A big rally in the dollar index on widening rate differentials between the U.S. currency and the euro weighs on commodities prices.

Gold falls to the lowest level of 2018 on Friday on dollar strength and posts a bearish key reversal trading pattern on the weekly chart.

Oil falls toward recent lows as the market waits for the June 22 OPEC meeting with fears of increased output.

Copper gives back recent gains.

Grains fall post WASDE on tariffs and a strong dollar.

The ECB's Amazing Ability to Make a Hawkish Move Dovish

This past week, the event that moved markets the most was not the apparently successful Singapore summit, nor was it the Fed meeting where the central bank hiked the Fed funds rate by 25 basis points and added another increase of the same magnitude for 2018. By the end of this year, the Fed funds rate should stand at 2.25%. The market moving event came from across the pond in Europe where Super Mario Draghi magically turned tightening credit into a dovish art form.

The ECB announced they will end QE at the end of 2018. The free government-sponsored put option will disappear from the sovereign and high-quality corporate bond market in Europe. While rates will remain at negative forty basis points into 2019, the move was a hawkish step by the European Central Bank. However, the statements and press conference that followed the move led the market to believe that tightening in Europe will occur at slower than a snail's pace and Mario Draghi stands ready to do "whatever is necessary" to stimulate the European economy. The euro currency tanked sending the dollar index to a new high. Currencies tend to move on short-term interest rate differentials, and by the end of 2018, the spread between the dollar and euro rates will be at the 2.65% level. The widening of the gap was too much for the dollar to handle and it exploded to the upside on Thursday in the wake of the ECB meeting.

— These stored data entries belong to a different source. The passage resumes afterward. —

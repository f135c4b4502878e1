//! roster-relay: WebSocket relay for presence rooms.
//!
//! Clients join a named room with an identity. Every frame a client sends
//! afterwards is stamped with that identity and forwarded to the other
//! members of the room. The relay keeps no presence state of its own.

mod connection;
mod protocol;
mod room;


use std::path::PathBuf;

use clap::Parser;
use tokio::net::TcpListener;
use tokio_tungstenite::accept_async;

use roster_common::{ConfigError, RosterError};
use roster_config::{RelayConfig, RosterConfig};

use crate::connection::handle_connection;
use crate::room::RoomRegistry;

#[derive(Parser)]
#[command(name = "roster-relay", about = "WebSocket relay for roster presence rooms")]
struct Args {
    /// Port to listen on (overrides the config file).
    #[arg(short, long)]
    port: Option<u16>,

    /// Config file to use instead of the default location.
    #[arg(short, long)]
    config: Option<PathBuf>,
}

#[tokio::main]
async fn main() {
    let args = Args::parse();
    // Loading validates once and already resets sections with bad values;
    // only an unreadable file lands here.
    let (config, config_error) = match load(&args) {
        Ok(config) => (config, None),
        Err(e) => (RosterConfig::default(), Some(e)),
    };

    tracing_subscriber::fmt()
        .with_env_filter(
            tracing_subscriber::EnvFilter::try_from_default_env()
                .unwrap_or_else(|_| config.logging.level.as_directive().into()),
        )
        .init();

    if let Some(e) = config_error {
        tracing::warn!(error = %e, "Failed to load config, using defaults");
    }
    tracing::debug!(config = %roster_config::config_to_json(&config), "Effective config");

    if let Err(e) = run(config, args.port).await {
        tracing::error!(error = %e, "roster-relay stopped");
        std::process::exit(1);
    }
}

fn load(args: &Args) -> Result<RosterConfig, ConfigError> {
    match &args.config {
        Some(path) => roster_config::load_from_path(path),
        None => roster_config::load_default(),
    }
}

async fn run(config: RosterConfig, port: Option<u16>) -> Result<(), RosterError> {
    let relay = config.relay;
    let addr = format!("0.0.0.0:{}", port.unwrap_or(relay.port));
    let listener = TcpListener::bind(&addr).await?;

    tracing::info!(
        addr = %addr,
        queue_capacity = relay.queue_capacity,
        "roster-relay listening"
    );

    serve(listener, RoomRegistry::new(), relay).await;
    Ok(())
}

/// Accept loop.
async fn serve(listener: TcpListener, rooms: RoomRegistry, relay: RelayConfig) {
    loop {
        match listener.accept().await {
            Ok((stream, addr)) => {
                let rooms = rooms.clone();
                let relay = relay.clone();
                tokio::spawn(async move {
                    match accept_async(stream).await {
                        Ok(ws) => handle_connection(ws, addr, rooms, relay).await,
                        Err(e) => {
                            tracing::warn!(peer = %addr, error = %e, "WS handshake failed");
                        }
                    }
                });
            }
            Err(e) => {
                tracing::warn!(error = %e, "TCP accept error");
            }
        }
    }
}
//! Full configuration validation.
//!
//! Validates numeric ranges and the cross-field timing rules of the
//! presence protocol. Each domain has its own submodule; this orchestrator
//! calls them all and collects errors into a single `ConfigError`.

mod helpers;
mod presence;
mod relay;

#[cfg(test)]
mod tests;

use crate::schema::RosterConfig;
use roster_common::ConfigError;

/// Run all validations on a config, collecting all errors.
pub fn validate(config: &RosterConfig) -> Result<(), ConfigError> {
    let mut errors: Vec<String> = Vec::new();

    presence::validate_presence(&mut errors, config);
    relay::validate_relay(&mut errors, config);

    if errors.is_empty() {
        Ok(())
    } else {
        Err(ConfigError::ValidationError(errors.join("; ")))
    }
}

/// Reset every invalid section to its defaults, keeping the valid ones.
///
/// Returns the problems found, one entry per bad value.
pub fn repair(config: &mut RosterConfig) -> Vec<String> {
    let mut problems = Vec::new();

    let mut errors = Vec::new();
    presence::validate_presence(&mut errors, config);
    if !errors.is_empty() {
        config.presence = Default::default();
        problems.append(&mut errors);
    }

    relay::validate_relay(&mut errors, config);
    if !errors.is_empty() {
        config.relay = Default::default();
        problems.append(&mut errors);
    }

    problems
}
//! Per-connection handler: read the join, register in the room, then forward
//! frames to the other members.

use std::net::SocketAddr;
use std::time::Duration;

use futures_util::stream::{SplitSink, SplitStream};
use futures_util::{SinkExt, StreamExt};
use tokio::net::TcpStream;
use tokio::sync::mpsc;
use tokio_tungstenite::tungstenite::Message;
use tokio_tungstenite::WebSocketStream;

use roster_config::RelayConfig;
use roster_presence::{RelayHello, RelayReply};

use crate::protocol::{check_join, wrap_frame};
use crate::room::RoomRegistry;

type WsSink = SplitSink<WebSocketStream<TcpStream>, Message>;
type WsSource = SplitStream<WebSocketStream<TcpStream>>;

/// Handle a single WebSocket connection.
pub async fn handle_connection(
    ws: WebSocketStream<TcpStream>,
    addr: SocketAddr,
    rooms: RoomRegistry,
    config: RelayConfig,
) {
    let (mut sink, mut stream) = ws.split();

    // 1. Read the join request.
    let hello_timeout = Duration::from_secs(u64::from(config.hello_timeout_secs));
    let joined = read_hello(&mut stream, addr, hello_timeout)
        .await
        .and_then(|(room, identity)| check_join(&room, &identity).map(|()| (room, identity)));
    let (room, identity) = match joined {
        Ok(v) => v,
        Err(message) => {
            tracing::warn!(peer = %addr, reason = %message, "Join rejected");
            let _ = send_reply(&mut sink, &RelayReply::Error { message }).await;
            return;
        }
    };

    // 2. Register our queue in the room.
    let (tx, mut rx) = mpsc::channel::<String>(config.queue_capacity as usize);
    let id = rooms.join(&room, &identity, tx).await;

    let members = rooms.member_count(&room).await;
    tracing::info!(
        peer = %addr,
        room = %room,
        identity = %identity,
        members = members,
        "Client joined"
    );

    if send_reply(&mut sink, &RelayReply::Joined { room: room.clone() })
        .await
        .is_err()
    {
        rooms.leave(&room, id).await;
        return;
    }

    // 3. Forwarding loop.
    loop {
        tokio::select! {
            Some(frame) = rx.recv() => {
                if sink.send(Message::Text(frame.into())).await.is_err() {
                    break;
                }
            }

            frame = stream.next() => {
                match frame {
                    Some(Ok(Message::Text(text))) => match wrap_frame(&identity, &text) {
                        Ok(wrapped) => {
                            let delivered = rooms.broadcast(&room, id, &wrapped).await;
                            tracing::trace!(room = %room, identity = %identity, delivered, "Frame relayed");
                        }
                        Err(e) => {
                            tracing::debug!(peer = %addr, error = %e, "Dropping malformed frame");
                        }
                    },
                    Some(Ok(Message::Ping(data))) => {
                        let _ = sink.send(Message::Pong(data)).await;
                    }
                    Some(Ok(Message::Close(_))) | None => break,
                    Some(Err(e)) => {
                        tracing::debug!(peer = %addr, error = %e, "WS error");
                        break;
                    }
                    _ => {}
                }
            }
        }
    }

    // 4. Cleanup. Other members notice the departure through the client's
    // disconnect beacon or, failing that, the state timeout.
    rooms.leave(&room, id).await;
    tracing::info!(peer = %addr, room = %room, identity = %identity, "Client left");
}

/// Read and parse the first frame as a join request.
async fn read_hello(
    stream: &mut WsSource,
    addr: SocketAddr,
    timeout: Duration,
) -> Result<(String, String), String> {
    let frame = tokio::time::timeout(timeout, stream.next()).await;

    match frame {
        Ok(Some(Ok(Message::Text(text)))) => match serde_json::from_str::<RelayHello>(&text) {
            Ok(RelayHello::Join { room, identity }) => Ok((room, identity)),
            Err(e) => Err(format!("invalid join message: {e}")),
        },
        Ok(Some(Ok(_))) => Err("expected a text join frame".into()),
        Ok(Some(Err(e))) => Err(format!("connection error during join: {e}")),
        Ok(None) => {
            tracing::debug!(peer = %addr, "Connection closed before join");
            Err("connection closed before join".into())
        }
        Err(_) => Err(format!("no join received within {}s", timeout.as_secs())),
    }
}

/// Send a handshake reply as a JSON text frame.
async fn send_reply(
    sink: &mut WsSink,
    reply: &RelayReply,
) -> Result<(), tokio_tungstenite::tungstenite::Error> {
    let json = serde_json::to_string(reply)
        .map_err(|e| tokio_tungstenite::tungstenite::Error::Io(std::io::Error::other(e)))?;
    sink.send(Message::Text(json.into())).await
}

The European central bank has an uncanny ability to show the market that their hawkish move is nothing more than a facade.

On Friday, the Trump administration took another shot at China when it comes to trade announcing that the first tariffs will take effect on July 6 with the rest following at the end of July. The President said that if China retaliates, he will respond with even more tariffs. China stated their intention to retaliate with commensurate duties on U.S. goods. Tariffs and the strong dollar sent the prices of stocks lower on Friday as bonds moved higher in a flight to quality. Trade wars distort prices, so we could be entering a period of extreme volatility in markets across all asset classes.

The stronger dollar and tariff issues weighed on the prices of most raw materials. Commodities markets waited until Friday to show their true colors. Precious metals moved sharply to the downside along with crude oil and oil products (sans natural gas). Silver had taken the stairs up, and Friday it took the express elevator to the downside. Grain prices had been moving south all week after the USDA released its WASDE report. Meanwhile, copper spent its week giving up the previous week's gains. It was a rough week for commodities, the inverse relationship with the dollar, tariff issues, and a truly hawkish U.S. Fed pushed prices down a few notches at the end of the week.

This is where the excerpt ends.